My phone detected wifi, and also there appeared to be a network jack in an interface box under the TV. Tip: Bring a 25' cord, since the TV in my room was not particularly near the desk.
In subzero weather, the room was amply heated by a wall-mounted electric thing controlled by a thermostat. I should have put a vessel of water on top of it to humidify the air, but I didn't.
Hot coffee was provided in the morning in the restaurant lounge, a fabulous throwback to the gentlemen's club that a historical placard said occupied the building previously. The "free breakfast" is technically true, but it's packaged goods with long shelf life; on such a small scale it probably doesn't make sense to get the kitchen into full swing until lunch.
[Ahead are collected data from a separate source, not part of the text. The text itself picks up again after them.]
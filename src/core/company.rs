//! Company facade - the single entry point for inventory operations
//!
//! The [`Company`] owns the component and supplier registries, the relation table,
//! the pending-order queue and the ID generator. Callers (the CLI, the interactive
//! shell, the store) never touch those collections directly.
//!
//! Every operation validates its inputs before mutating anything, so a failed call
//! leaves the company unchanged.

use tracing::{debug, info};

use crate::core::entity::Entity;
use crate::core::error::{validate_quantity, InventoryError, InventoryResult};
use crate::core::identity::{EntityId, EntityKind, IdGenerator};
use crate::core::pending::PendingOrders;
use crate::core::registry::{ComponentList, SupplierList};
use crate::entities::{Component, ComponentSupplierRelation, Order, RelationKey, Supplier};

/// Outcome of fulfilling an order
#[derive(Debug, Clone, PartialEq, Eq)]
pub struct Fulfillment {
    /// The order, now removed from the pending queue
    pub order: Order,
    /// The relation after its running total was updated
    pub relation: ComponentSupplierRelation,
    /// The component's stock after the delivery
    pub stock: u64,
}

/// The whole inventory state of one company
#[derive(Debug, Clone, Default, PartialEq, Eq)]
pub struct Company {
    ids: IdGenerator,
    components: ComponentList,
    suppliers: SupplierList,
    relations: Vec<ComponentSupplierRelation>,
    pending: PendingOrders,
}

impl Company {
    /// An empty company; every ID sequence starts at 1
    pub fn new() -> Self {
        Self::default()
    }

    /// Rebuild a company from already-validated parts.
    ///
    /// Relation keys are wired into both the component and the supplier side here,
    /// so the entities passed in are expected to have empty relation sets.
    pub(crate) fn restore(
        ids: IdGenerator,
        components: Vec<Component>,
        suppliers: Vec<Supplier>,
        relations: Vec<ComponentSupplierRelation>,
        orders: Vec<Order>,
    ) -> Self {
        let mut company = Self {
            ids,
            ..Self::default()
        };
        for component in components {
            company.components.insert(component);
        }
        for supplier in suppliers {
            company.suppliers.insert(supplier);
        }
        for relation in relations {
            let key = relation.key();
            if let Some(component) = company.components.get_mut(&key.component) {
                component.add_supplier_relation(key);
            }
            if let Some(supplier) = company.suppliers.get_mut(&key.supplier) {
                supplier.add_component_relation(key);
            }
            company.relations.push(relation);
        }
        for order in orders {
            company.pending.insert(order);
        }
        company
    }

    // =========================================================================
    // Entities
    // =========================================================================

    /// Create a component with a fresh ID and zero stock
    pub fn add_component(&mut self, name: impl Into<String>) -> InventoryResult<&Component> {
        let id = self.ids.next_component_id().ok_or(InventoryError::IdsExhausted {
            kind: EntityKind::Component,
        })?;
        let component = Component::new(id, name);
        debug!(component = %id, name = component.name(), "component added");
        Ok(self.components.insert_fresh(component))
    }

    /// Create a supplier with a fresh ID
    pub fn add_supplier(&mut self, name: impl Into<String>) -> InventoryResult<&Supplier> {
        let id = self.ids.next_supplier_id().ok_or(InventoryError::IdsExhausted {
            kind: EntityKind::Supplier,
        })?;
        let supplier = Supplier::new(id, name);
        debug!(supplier = %id, name = supplier.name(), "supplier added");
        Ok(self.suppliers.insert_fresh(supplier))
    }

    pub fn find_component(&self, id: &str) -> Option<&Component> {
        self.components.search(id)
    }

    pub fn find_supplier(&self, id: &str) -> Option<&Supplier> {
        self.suppliers.search(id)
    }

    pub fn find_order(&self, id: &str) -> Option<&Order> {
        self.pending.search(id)
    }

    // =========================================================================
    // Relations
    // =========================================================================

    /// Record that `supplier` supplies `component`.
    ///
    /// Both relation sets are checked before either is touched: the pair ends up
    /// on both sides or on neither.
    pub fn associate(
        &mut self,
        component: &str,
        supplier: &str,
    ) -> InventoryResult<&ComponentSupplierRelation> {
        let component_id = self.component_id(component)?;
        let supplier_id = self.supplier_id(supplier)?;
        let key = RelationKey::new(component_id, supplier_id);

        let on_component = self
            .components
            .get(&component_id)
            .is_some_and(|c| c.has_supplier_relation(&key));
        let on_supplier = self
            .suppliers
            .get(&supplier_id)
            .is_some_and(|s| s.has_component_relation(&key));
        if on_component || on_supplier || self.relation(key).is_some() {
            return Err(InventoryError::DuplicateRelation {
                component: component_id.to_string(),
                supplier: supplier_id.to_string(),
            });
        }

        if let Some(c) = self.components.get_mut(&component_id) {
            c.add_supplier_relation(key);
        }
        if let Some(s) = self.suppliers.get_mut(&supplier_id) {
            s.add_component_relation(key);
        }
        debug!(component = %component_id, supplier = %supplier_id, "relation created");

        let index = self.relations.len();
        self.relations.push(ComponentSupplierRelation::new(key));
        Ok(&self.relations[index])
    }

    /// The relation between `component` and `supplier`
    pub fn find_relation(
        &self,
        component: &str,
        supplier: &str,
    ) -> InventoryResult<&ComponentSupplierRelation> {
        let component_id = self.component_id(component)?;
        let supplier_id = self.supplier_id(supplier)?;
        self.components
            .get(&component_id)
            .and_then(|c| c.relation_with(&supplier_id))
            .and_then(|key| self.relation(key))
            .ok_or_else(|| InventoryError::RelationNotFound {
                component: component_id.to_string(),
                supplier: supplier_id.to_string(),
            })
    }

    /// Look up a relation record by its key
    pub fn relation(&self, key: RelationKey) -> Option<&ComponentSupplierRelation> {
        self.relations.iter().find(|r| r.key() == key)
    }

    /// Suppliers of a component with the matching relation, in association order
    pub fn component_suppliers<'a>(
        &'a self,
        component: &'a Component,
    ) -> impl Iterator<Item = (&'a Supplier, &'a ComponentSupplierRelation)> + 'a {
        component.supplier_relations().iter().filter_map(move |key| {
            Some((self.suppliers.get(&key.supplier)?, self.relation(*key)?))
        })
    }

    /// Components a supplier supplies with the matching relation, in association order
    pub fn supplied_components<'a>(
        &'a self,
        supplier: &'a Supplier,
    ) -> impl Iterator<Item = (&'a Component, &'a ComponentSupplierRelation)> + 'a {
        supplier.component_relations().iter().filter_map(move |key| {
            Some((self.components.get(&key.component)?, self.relation(*key)?))
        })
    }

    // =========================================================================
    // Stock and orders
    // =========================================================================

    /// Take `quantity` units of a component out of stock for production
    pub fn assign(&mut self, component: &str, quantity: i64) -> InventoryResult<&Component> {
        let quantity = validate_quantity(quantity)?;
        let id = self.component_id(component)?;
        let Some(c) = self.components.get_mut(&id) else {
            return Err(InventoryError::not_found(EntityKind::Component, component));
        };

        if !c.assign(quantity) {
            return Err(InventoryError::InsufficientStock {
                component: id.to_string(),
                requested: quantity,
                on_hand: c.stock(),
            });
        }
        debug!(component = %id, quantity, stock = c.stock(), "stock assigned");
        Ok(&*c)
    }

    /// Place an order for `quantity` units of `component` from `supplier`.
    ///
    /// The pair must already be associated. No order ID is used up on failure.
    pub fn place_order(
        &mut self,
        component: &str,
        supplier: &str,
        quantity: i64,
    ) -> InventoryResult<&Order> {
        let quantity = validate_quantity(quantity)?;
        let key = self.find_relation(component, supplier)?.key();

        let id = self.ids.next_order_id().ok_or(InventoryError::IdsExhausted {
            kind: EntityKind::Order,
        })?;
        info!(order = %id, relation = %key, quantity, "order placed");
        Ok(self.pending.insert_fresh(Order::new(id, key, quantity)))
    }

    /// Mark a pending order as delivered.
    ///
    /// Adds the order quantity to the relation's running total and to the
    /// component's stock, then drops the order from the pending queue.
    pub fn fulfill_order(&mut self, order: &str) -> InventoryResult<Fulfillment> {
        let not_found = || InventoryError::not_found(EntityKind::Order, order);
        let id = *self.pending.search(order).ok_or_else(not_found)?.id();
        let key = self.pending.get(&id).ok_or_else(not_found)?.relation();

        let relation_index = self
            .relations
            .iter()
            .position(|r| r.key() == key)
            .ok_or_else(|| InventoryError::RelationNotFound {
                component: key.component.to_string(),
                supplier: key.supplier.to_string(),
            })?;
        if !self.components.contains(&key.component) {
            return Err(InventoryError::not_found(
                EntityKind::Component,
                key.component.to_string(),
            ));
        }

        // Everything is resolved; the mutations below cannot fail
        let order = self.pending.remove(&id).ok_or_else(not_found)?;
        let quantity = order.quantity();

        let relation = &mut self.relations[relation_index];
        relation.add_quantity(quantity);
        let relation = relation.clone();

        let mut stock = 0;
        if let Some(component) = self.components.get_mut(&key.component) {
            component.add_to_stock(quantity);
            stock = component.stock();
        }

        info!(
            order = %id,
            relation = %key,
            quantity,
            stock,
            supplied_to_date = relation.quantity_supplied_to_date(),
            "order fulfilled"
        );

        Ok(Fulfillment {
            order,
            relation,
            stock,
        })
    }

    // =========================================================================
    // Read-only views
    // =========================================================================

    pub fn components(&self) -> &ComponentList {
        &self.components
    }

    pub fn suppliers(&self) -> &SupplierList {
        &self.suppliers
    }

    pub fn pending_orders(&self) -> &PendingOrders {
        &self.pending
    }

    /// All relations in creation order
    pub fn relations(&self) -> &[ComponentSupplierRelation] {
        &self.relations
    }

    pub fn id_generator(&self) -> &IdGenerator {
        &self.ids
    }

    fn component_id(&self, id: &str) -> InventoryResult<EntityId> {
        self.components
            .search(id)
            .map(|c| *c.id())
            .ok_or_else(|| InventoryError::not_found(EntityKind::Component, id))
    }

    fn supplier_id(&self, id: &str) -> InventoryResult<EntityId> {
        self.suppliers
            .search(id)
            .map(|s| *s.id())
            .ok_or_else(|| InventoryError::not_found(EntityKind::Supplier, id))
    }
}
I found a rudimentary but satisfying cooked-to-order breakfast two blocks away, at the corner of Church & State, where the Stockade Market cooks greasy-spoon stuff (takeout only). It's a ghetto emporium with clients to match, but on the other hand, the proprietor was helpful and cognizant.
In sum, the Stockade is comfortable and it's part of an actual neighborhood. It lacks the antiseptic qualities of the Hampton Inn and CVS, but if you like experiencing the historic zone and its denizens, the Stockade is marvelous.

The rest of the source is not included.